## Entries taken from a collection
Segment Open

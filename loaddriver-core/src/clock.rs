//! Wall-clock timestamps derived from monotonic time.

use std::time::SystemTime;

use tokio::time::Instant;

/// Maps monotonic instants of a worker to wall-clock times.
///
/// All wall-clock timestamps of a worker are derived from one pairing of a monotonic instant and
/// the system time taken at the same moment. Timestamps derived this way keep the ordering of the
/// instants they were computed from, even if the system clock is adjusted during a run.
#[derive(Clone, Copy, Debug)]
pub struct RunClock {
    instant: Instant,
    wall: SystemTime,
}

impl RunClock {
    /// Creates a clock anchored at the current time.
    pub fn now() -> Self {
        Self {
            instant: Instant::now(),
            wall: SystemTime::now(),
        }
    }

    /// Returns the wall-clock time corresponding to `instant`.
    pub fn wall_time(&self, instant: Instant) -> SystemTime {
        if instant >= self.instant {
            self.wall + (instant - self.instant)
        } else {
            self.wall - (self.instant - instant)
        }
    }
}

#[cfg(test)]
mod tests {
    use std::time::Duration;

    use super::*;

    #[tokio::test(start_paused = true)]
    async fn preserves_monotonic_offsets() {
        let clock = RunClock::now();
        let before = Instant::now();
        tokio::time::sleep(Duration::from_millis(250)).await;
        let after = Instant::now();

        let elapsed = clock
            .wall_time(after)
            .duration_since(clock.wall_time(before))
            .unwrap();
        assert_eq!(elapsed, Duration::from_millis(250));

        let earlier = clock.wall_time(before - Duration::from_secs(1));
        assert_eq!(
            clock.wall_time(before).duration_since(earlier).unwrap(),
            Duration::from_secs(1)
        );
    }
}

Segment Closed

## Exercise brief
The reply should consist solely of the lines above from the one that has "use tokio::time::Instant;" through the one that has "let after = Instant::now();", reproduced exactly.

## Answer space
use tokio::time::Instant;

/// Maps monotonic instants of a worker to wall-clock times.
///
/// All wall-clock timestamps of a worker are derived from one pairing of a monotonic instant and
/// the system time taken at the same moment. Timestamps derived this way keep the ordering of the
/// instants they were computed from, even if the system clock is adjusted during a run.
#[derive(Clone, Copy, Debug)]
pub struct RunClock {
    instant: Instant,
    wall: SystemTime,
}

impl RunClock {
    /// Creates a clock anchored at the current time.
    pub fn now() -> Self {
        Self {
            instant: Instant::now(),
            wall: SystemTime::now(),
        }
    }

    /// Returns the wall-clock time corresponding to `instant`.
    pub fn wall_time(&self, instant: Instant) -> SystemTime {
        if instant >= self.instant {
            self.wall + (instant - self.instant)
        } else {
            self.wall - (self.instant - instant)
        }
    }
}

#[cfg(test)]
mod tests {
    use std::time::Duration;

    use super::*;

    #[tokio::test(start_paused = true)]
    async fn preserves_monotonic_offsets() {
        let clock = RunClock::now();
        let before = Instant::now();
        tokio::time::sleep(Duration::from_millis(250)).await;
        let after = Instant::now();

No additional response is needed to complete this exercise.